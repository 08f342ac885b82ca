//! BasketLab CLI — list the catalog and run a backtest without the TUI.
//!
//! Commands:
//! - `strategies` — list strategy ids, names, and default params
//! - `baskets` — list baskets and their symbols in service order
//! - `run` — run one backtest and print per-symbol PnL with the signed total

use std::path::{Path, PathBuf};

use anyhow::{Context, Result};
use clap::{Parser, Subcommand};
use tracing::debug;
use tracing_subscriber::EnvFilter;

use basketlab_client::{
    default_config_path, BacktestService, ClientConfig, HttpService, RunError, Session,
    API_URL_ENV,
};
use basketlab_core::{AggregatedView, BacktestResultRow, PnlSign};

#[derive(Parser)]
#[command(
    name = "basketlab",
    about = "BasketLab CLI — basket backtests against a strategy service"
)]
struct Cli {
    /// Path to a TOML config file. Defaults to <config_dir>/basketlab/config.toml.
    #[arg(long, global = true)]
    config: Option<PathBuf>,

    /// Service base URL. Overrides the config file and BASKETLAB_API_URL.
    #[arg(long, global = true)]
    api_url: Option<String>,

    #[command(subcommand)]
    command: Commands,
}

#[derive(Subcommand)]
enum Commands {
    /// List available strategies.
    Strategies,
    /// List baskets and their symbols.
    Baskets,
    /// Run one backtest. Defaults to the first strategy and the first basket.
    Run {
        /// Strategy id.
        #[arg(long)]
        strategy: Option<String>,

        /// Basket name.
        #[arg(long)]
        basket: Option<String>,

        /// Print the aggregated view as JSON instead of a table. Non-numeric PnL is written as "NaN".
        #[arg(long, default_value_t = false)]
        json: bool,

        /// Also write the raw result rows to this CSV file.
        #[arg(long)]
        csv: Option<PathBuf>,
    },
}

fn main() -> Result<()> {
    let cli = Cli::parse();

    tracing_subscriber::fmt()
        .with_env_filter(
            EnvFilter::try_from_default_env().unwrap_or_else(|_| EnvFilter::new("info")),
        )
        .with_writer(std::io::stderr)
        .init();

    let default_path = dirs::config_dir().map(|d| default_config_path(&d));
    let config = ClientConfig::resolve(
        cli.config.as_deref(),
        default_path.as_deref(),
        std::env::var(API_URL_ENV).ok(),
        cli.api_url,
    )
    .context("load configuration")?;
    debug!(api_url = %config.api_url, timeout = ?config.request_timeout(), "resolved config");
    let service = HttpService::new(&config).context("build HTTP client")?;

    match cli.command {
        Commands::Strategies => list_strategies(&service),
        Commands::Baskets => list_baskets(&service),
        Commands::Run {
            strategy,
            basket,
            json,
            csv,
        } => run_backtest_cmd(service, strategy, basket, json, csv),
    }
}

fn list_strategies(service: &dyn BacktestService) -> Result<()> {
    let strategies = service.strategies().context("fetch strategies")?;
    if strategies.is_empty() {
        println!("No strategies available.");
        return Ok(());
    }
    println!("{:<20} {:<24} PARAMS", "ID", "NAME");
    for s in &strategies {
        println!("{:<20} {:<24} {}", s.id, s.name, s.params_summary());
    }
    Ok(())
}

fn list_baskets(service: &dyn BacktestService) -> Result<()> {
    let baskets = service.assets().context("fetch baskets")?;
    if baskets.is_empty() {
        println!("No baskets available.");
        return Ok(());
    }
    for (name, symbols) in baskets.iter() {
        println!("{:<12} ({:>2}) {}", name, symbols.len(), symbols.join(", "));
    }
    Ok(())
}

fn run_backtest_cmd(
    service: HttpService,
    strategy: Option<String>,
    basket: Option<String>,
    json: bool,
    csv_path: Option<PathBuf>,
) -> Result<()> {
    let mut session = Session::new(service);
    let report = session.load_catalog();
    for (part, err) in &report.failures {
        eprintln!("Failed to load {part}: {err}");
    }

    if let Some(id) = strategy {
        session.select_strategy(id);
    }
    if let Some(name) = basket {
        session.select_basket(name);
    }

    let run = match session.run_backtest() {
        Ok(run) => run,
        Err(RunError::Rejected(e)) => {
            eprintln!("Run rejected: {e}");
            std::process::exit(1);
        }
        Err(RunError::Service(e)) => {
            eprintln!("Backtest failed: {e}");
            std::process::exit(1);
        }
    };

    for issue in &run.issues {
        eprintln!("Warning: {issue}");
    }

    if let Some(path) = csv_path {
        write_csv(&path, &run.rows)?;
        eprintln!("Rows written to: {}", path.display());
    }

    let view = session.view();
    if json {
        println!("{}", serde_json::to_string_pretty(view)?);
    } else {
        let selection = session.selection();
        print_summary(
            selection.strategy_id().unwrap_or("-"),
            selection.basket_name().unwrap_or("-"),
            run.fingerprint.as_str(),
            view,
        );
    }
    Ok(())
}

fn write_csv(path: &Path, rows: &[BacktestResultRow]) -> Result<()> {
    let mut writer =
        csv::Writer::from_path(path).with_context(|| format!("create {}", path.display()))?;
    for row in rows {
        writer.serialize(row)?;
    }
    writer.flush()?;
    Ok(())
}

fn print_summary(strategy: &str, basket: &str, fingerprint: &str, view: &AggregatedView) {
    println!();
    println!("=== Backtest Result ===");
    println!("Strategy:       {strategy}");
    println!("Basket:         {basket}");
    println!("Run:            {fingerprint}");
    println!();

    if view.is_empty() {
        println!("No results returned.");
        return;
    }

    println!("{:<12} {:>12} {:>7}", "SYMBOL", "PNL", "TRADES");
    for s in &view.per_symbol {
        println!("{:<12} {:>12.2} {:>7}", s.name, s.pnl, s.trades);
    }
    println!();
    println!("Total Trades:   {}", view.total_trades());
    println!(
        "Total PnL:      {:+.2} ({})",
        view.total_pnl,
        sign_label(view.sign())
    );
}

fn sign_label(sign: PnlSign) -> &'static str {
    match sign {
        PnlSign::NonNegative => "positive",
        PnlSign::Negative => "negative",
    }
}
#####
• Exercise details:
Reprint every entry exactly.

• Exercise output:
repository 08f342ac885b82ca
//! BasketLab CLI — list the catalog and run a backtest without the TUI.
//!
//! Commands:
//! - `strategies` — list strategy ids, names, and default params
//! - `baskets` — list baskets and their symbols in service order
//! - `run` — run one backtest and print per-symbol PnL with the signed total

use std::path::{Path, PathBuf};

use anyhow::{Context, Result};
use clap::{Parser, Subcommand};
use tracing::debug;
use tracing_subscriber::EnvFilter;

use basketlab_client::{
    default_config_path, BacktestService, ClientConfig, HttpService, RunError, Session,
    API_URL_ENV,
};
use basketlab_core::{AggregatedView, BacktestResultRow, PnlSign};

#[derive(Parser)]
#[command(
    name = "basketlab",
    about = "BasketLab CLI — basket backtests against a strategy service"
)]
struct Cli {
    /// Path to a TOML config file. Defaults to <config_dir>/basketlab/config.toml.
    #[arg(long, global = true)]
    config: Option<PathBuf>,

    /// Service base URL. Overrides the config file and BASKETLAB_API_URL.
    #[arg(long, global = true)]
    api_url: Option<String>,

    #[command(subcommand)]
    command: Commands,
}

#[derive(Subcommand)]
enum Commands {
    /// List available strategies.
    Strategies,
    /// List baskets and their symbols.
    Baskets,
    /// Run one backtest. Defaults to the first strategy and the first basket.
    Run {
        /// Strategy id.
        #[arg(long)]
        strategy: Option<String>,

        /// Basket name.
        #[arg(long)]
        basket: Option<String>,

        /// Print the aggregated view as JSON instead of a table. Non-numeric PnL is written as "NaN".
        #[arg(long, default_value_t = false)]
        json: bool,

        /// Also write the raw result rows to this CSV file.
        #[arg(long)]
        csv: Option<PathBuf>,
    },
}

fn main() -> Result<()> {
    let cli = Cli::parse();

    tracing_subscriber::fmt()
        .with_env_filter(
            EnvFilter::try_from_default_env().unwrap_or_else(|_| EnvFilter::new("info")),
        )
        .with_writer(std::io::stderr)
        .init();

    let default_path = dirs::config_dir().map(|d| default_config_path(&d));
    let config = ClientConfig::resolve(
        cli.config.as_deref(),
        default_path.as_deref(),
        std::env::var(API_URL_ENV).ok(),
        cli.api_url,
    )
    .context("load configuration")?;
    debug!(api_url = %config.api_url, timeout = ?config.request_timeout(), "resolved config");
    let service = HttpService::new(&config).context("build HTTP client")?;

    match cli.command {
        Commands::Strategies => list_strategies(&service),
        Commands::Baskets => list_baskets(&service),
        Commands::Run {
            strategy,
            basket,
            json,
            csv,
        } => run_backtest_cmd(service, strategy, basket, json, csv),
    }
}

fn list_strategies(service: &dyn BacktestService) -> Result<()> {
    let strategies = service.strategies().context("fetch strategies")?;
    if strategies.is_empty() {
        println!("No strategies available.");
        return Ok(());
    }
    println!("{:<20} {:<24} PARAMS", "ID", "NAME");
    for s in &strategies {
        println!("{:<20} {:<24} {}", s.id, s.name, s.params_summary());
    }
    Ok(())
}

fn list_baskets(service: &dyn BacktestService) -> Result<()> {
    let baskets = service.assets().context("fetch baskets")?;
    if baskets.is_empty() {
        println!("No baskets available.");
        return Ok(());
    }
    for (name, symbols) in baskets.iter() {
        println!("{:<12} ({:>2}) {}", name, symbols.len(), symbols.join(", "));
    }
    Ok(())
}

fn run_backtest_cmd(
    service: HttpService,
    strategy: Option<String>,
    basket: Option<String>,
    json: bool,
    csv_path: Option<PathBuf>,
) -> Result<()> {
    let mut session = Session::new(service);
    let report = session.load_catalog();
    for (part, err) in &report.failures {
        eprintln!("Failed to load {part}: {err}");
    }

    if let Some(id) = strategy {
        session.select_strategy(id);
    }
    if let Some(name) = basket {
        session.select_basket(name);
    }

    let run = match session.run_backtest() {
        Ok(run) => run,
        Err(RunError::Rejected(e)) => {
            eprintln!("Run rejected: {e}");
            std::process::exit(1);
        }
        Err(RunError::Service(e)) => {
            eprintln!("Backtest failed: {e}");
            std::process::exit(1);
        }
    };

    for issue in &run.issues {
        eprintln!("Warning: {issue}");
    }

    if let Some(path) = csv_path {
        write_csv(&path, &run.rows)?;
        eprintln!("Rows written to: {}", path.display());
    }

    let view = session.view();
    if json {
        println!("{}", serde_json::to_string_pretty(view)?);
    } else {
        let selection = session.selection();
        print_summary(
            selection.strategy_id().unwrap_or("-"),
            selection.basket_name().unwrap_or("-"),
            run.fingerprint.as_str(),
            view,
        );
    }
    Ok(())
}

fn write_csv(path: &Path, rows: &[BacktestResultRow]) -> Result<()> {
    let mut writer =
        csv::Writer::from_path(path).with_context(|| format!("create {}", path.display()))?;
    for row in rows {
        writer.serialize(row)?;
    }
    writer.flush()?;
    Ok(())
}

fn print_summary(strategy: &str, basket: &str, fingerprint: &str, view: &AggregatedView) {
    println!();
    println!("=== Backtest Result ===");
    println!("Strategy:       {strategy}");
    println!("Basket:         {basket}");
    println!("Run:            {fingerprint}");
    println!();

    if view.is_empty() {
        println!("No results returned.");
        return;
    }

    println!("{:<12} {:>12} {:>7}", "SYMBOL", "PNL", "TRADES");
    for s in &view.per_symbol {
        println!("{:<12} {:>12.2} {:>7}", s.name, s.pnl, s.trades);
    }
    println!();
    println!("Total Trades:   {}", view.total_trades());
    println!(
        "Total PnL:      {:+.2} ({})",
        view.total_pnl,
        sign_label(view.sign())
    );
}

fn sign_label(sign: PnlSign) -> &'static str {
    match sign {
        PnlSign::NonNegative => "positive",
        PnlSign::Negative => "negative",
    }
}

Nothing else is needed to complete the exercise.